Saint of the Day – 13 December – St Lucy/Lucia of Syracuse (c 283-304) Virgin and Martyr – Patron of the blind, eye disorders, martyrs, Perugia, Italy, Malta; epidemics; salesmen, Syracuse, Italy, throat infections, writers, against fire, against poverty, against spiritual blindness, peasants, penitent prostitutes, poor people, sick children, authors, cutlers, farmers, glass blowers, glass makers, glaziers, labourers, lawyer, maid servants, notaries, ophthalmologists, opticians, porters, printers, saddler, sailors, salesmen, seamstresses, stained glass workers, tailors, upholsterers, weavers and 10 further towns and cities. Attributes – • cord• eyes• eyes on a dish• lamp• swords• woman hitched to a yoke of oxen• woman in the company of Saint Agatha, Saint Agnes of Rome, Barbara, Catherine of Alexandria and Saint Thecla• woman kneeling before the tomb of Saint Agatha
All that is really known for certain of Lucy is that she was a martyr in Syracuse during the Diocletianic Persecution of 304 AD. Her veneration spread to Rome and by the 6th century to the whole Church. The oldest archaeological evidence comes from the Greek inscriptions from the catacombs of St. John in Syracuse.
St Lucy was born in Sicily and died during the persecution of Diocletian. The fact that she is still mentioned in the first Eucharistic Prayer of the Mass shows the great respect that the Church has for her. One story about Lucy is that she is said to have made a vow to remain unmarried. When the man to whom she was engaged found out, he turned her in as a Christian. After torture that included having her eyes torn out, she was surrounded by bundles of wood which were set afire; they went out. She prophesied against her persecutors and was executed by being stabbed to death with a dagger. She was executed in Syracuse (Sicily) in the year 304. Her name is mentioned in the First Eucharistic Prayer, geographical places are named after her, a popular song has her name as its title and down through the centuries many thousands of little girls have been proud of the name Lucy.

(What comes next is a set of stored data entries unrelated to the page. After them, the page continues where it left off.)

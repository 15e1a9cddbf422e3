//! End-to-end launch, status and termination tests against real child
//! processes.

use std::time::{Duration, Instant};

use unipal_core::launch::{FileHandle, LaunchRequest, StdioRedirect, CREATE_SUSPENDED};
use unipal_core::{
    create_process, get_exit_code, get_process_status, terminate_process, PalError, ProcessState, STILL_ACTIVE,
};

/// Poll a handle until the process reports done.
fn wait_done(handle: &unipal_core::ProcessHandle) -> u32
{
    let deadline = Instant::now() + Duration::from_secs(10);
    loop {
        let (state, code) = get_process_status(handle).expect("status query");
        if state == ProcessState::Done {
            return code;
        }
        assert!(Instant::now() < deadline, "child did not finish in time");
        std::thread::sleep(Duration::from_millis(10));
    }
}

fn shell(script: &str) -> LaunchRequest
{
    LaunchRequest::new(["/bin/sh", "-c", script])
}

#[test]
fn true_exits_zero()
{
    let launched = create_process(&LaunchRequest::new(["/bin/true"])).expect("launch");
    assert_eq!(wait_done(&launched.process), 0);
}

#[test]
fn exit_code_propagates()
{
    let launched = create_process(&shell("exit 42")).expect("launch");
    assert_eq!(wait_done(&launched.process), 42);
}

#[test]
fn missing_executable_is_file_not_found()
{
    let err = create_process(&LaunchRequest::new(["/definitely/not/here"])).unwrap_err();
    assert!(matches!(err, PalError::FileNotFound(_)));
}

#[test]
fn directory_is_access_denied()
{
    let err = create_process(&LaunchRequest::new(["/tmp"])).unwrap_err();
    assert!(matches!(err, PalError::AccessDenied(_)));
}

#[test]
fn running_process_reports_still_active_then_kill_code()
{
    let launched = create_process(&LaunchRequest::new(["/bin/sleep", "30"])).expect("launch");

    assert_eq!(get_exit_code(&launched.process).unwrap(), STILL_ACTIVE);

    terminate_process(&launched.process, 0).expect("kill");
    let code = wait_done(&launched.process);
    assert_eq!(code, 128 + libc::SIGKILL as u32);

    // The answer is cached and stays identical on re-query.
    assert_eq!(get_process_status(&launched.process).unwrap(), (ProcessState::Done, code));
    assert_eq!(get_exit_code(&launched.process).unwrap(), code);
}

#[test]
fn suspended_start_waits_for_resume()
{
    let mut request = shell("exit 7");
    request.creation_flags = CREATE_SUSPENDED;
    let mut launched = create_process(&request).expect("launch");
    assert!(launched.thread.is_suspended());

    // The child must still be parked on the wake pipe.
    std::thread::sleep(Duration::from_millis(50));
    let (state, _) = get_process_status(&launched.process).unwrap();
    assert_eq!(state, ProcessState::Running);

    launched.thread.resume().expect("resume");
    assert!(!launched.thread.is_suspended());
    assert_eq!(wait_done(&launched.process), 7);

    // Resuming again is a no-op.
    launched.thread.resume().expect("second resume");
}

#[test]
fn discarded_suspension_is_fatal_to_the_child()
{
    let mut request = LaunchRequest::new(["/bin/true"]);
    request.creation_flags = CREATE_SUSPENDED;
    let launched = create_process(&request).expect("launch");

    // Dropping the unresumed thread handle closes the wake pipe; the child
    // sees end-of-file instead of the wake byte and dies.
    drop(launched.thread);
    assert_eq!(wait_done(&launched.process), libc::EXIT_FAILURE as u32);
}

#[test]
fn environment_block_reaches_the_child()
{
    let mut request = shell("test \"$FOO\" = bar");
    request.environment = Some(vec!["FOO=bar".to_string()]);
    let launched = create_process(&request).expect("launch");
    assert_eq!(wait_done(&launched.process), 0);

    let mut request = shell("test \"$FOO\" = bar");
    request.environment = Some(vec!["FOO=other".to_string()]);
    let launched = create_process(&request).expect("launch");
    assert_eq!(wait_done(&launched.process), 1);
}

#[test]
fn working_directory_applies_before_exec()
{
    let mut request = shell("test \"$(pwd)\" = /");
    request.current_directory = Some("/".into());
    let launched = create_process(&request).expect("launch");
    assert_eq!(wait_done(&launched.process), 0);
}

#[test]
fn stdout_redirection_lands_in_the_file()
{
    use std::os::fd::AsRawFd;

    let dir = std::env::temp_dir();
    let out_path = dir.join(format!("unipal-stdout-{}", std::process::id()));

    let devnull = std::fs::File::open("/dev/null").expect("open /dev/null");
    let out = std::fs::File::create(&out_path).expect("create out file");
    let err = std::fs::File::create(dir.join(format!("unipal-stderr-{}", std::process::id()))).expect("create err file");

    let mut request = shell("echo hello");
    request.stdio = Some(StdioRedirect {
        stdin: FileHandle::inheritable(devnull.as_raw_fd()),
        stdout: FileHandle::inheritable(out.as_raw_fd()),
        stderr: FileHandle::inheritable(err.as_raw_fd()),
    });

    let launched = create_process(&request).expect("launch");
    assert_eq!(wait_done(&launched.process), 0);

    let contents = std::fs::read_to_string(&out_path).expect("read redirected output");
    assert_eq!(contents, "hello\n");

    let _ = std::fs::remove_file(&out_path);
    let _ = std::fs::remove_file(dir.join(format!("unipal-stderr-{}", std::process::id())));
}

#[test]
fn non_inheritable_handle_is_rejected()
{
    use std::os::fd::AsRawFd;

    let devnull = std::fs::File::open("/dev/null").expect("open /dev/null");

    let mut request = shell("true");
    request.stdio = Some(StdioRedirect {
        stdin: FileHandle::private(devnull.as_raw_fd()),
        stdout: FileHandle::inheritable(1),
        stderr: FileHandle::inheritable(2),
    });

    let err = create_process(&request).unwrap_err();
    assert!(matches!(err, PalError::InvalidHandle(_)));
}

One can easily imagine what a young Christian woman had to contend with in pagan Sicily in the year 300. If you have trouble imagining, just glance at today’s pleasure-at-all-costs world and the barriers it presents against leading a good Christian life.
Her friends must have wondered aloud about this hero of Lucy’s, an obscure itinerant preacher in a far-off captive nation that had been destroyed more than 200 years before. Once a carpenter, He had been crucified by the Roman soldiers after his own people turned Him over to the Roman authorities. Lucy believed with her whole soul that this man had risen from the dead. Heaven had put a stamp on all He said and did. To give witness to her faith she had made a vow of virginity.
What a hubbub this caused among her pagan friends! The kindlier ones just thought her a little strange. To be pure before marriage was an ancient Roman ideal, rarely found but not to be condemned. To exclude marriage altogether, however, was too much. She must have something sinister to hide, the tongues wagged.
Lucy knew of the heroism of earlier virgin martyrs in particular St Agatha to whom she prayed for intercession. She remained faithful to their example and to the example of the carpenter, whom she knew to be the Son of God.
Lucy, whose name means “light” kept the light of her loyal faith burning through the experience of death. Now she is enjoying the eternal wedding banquet.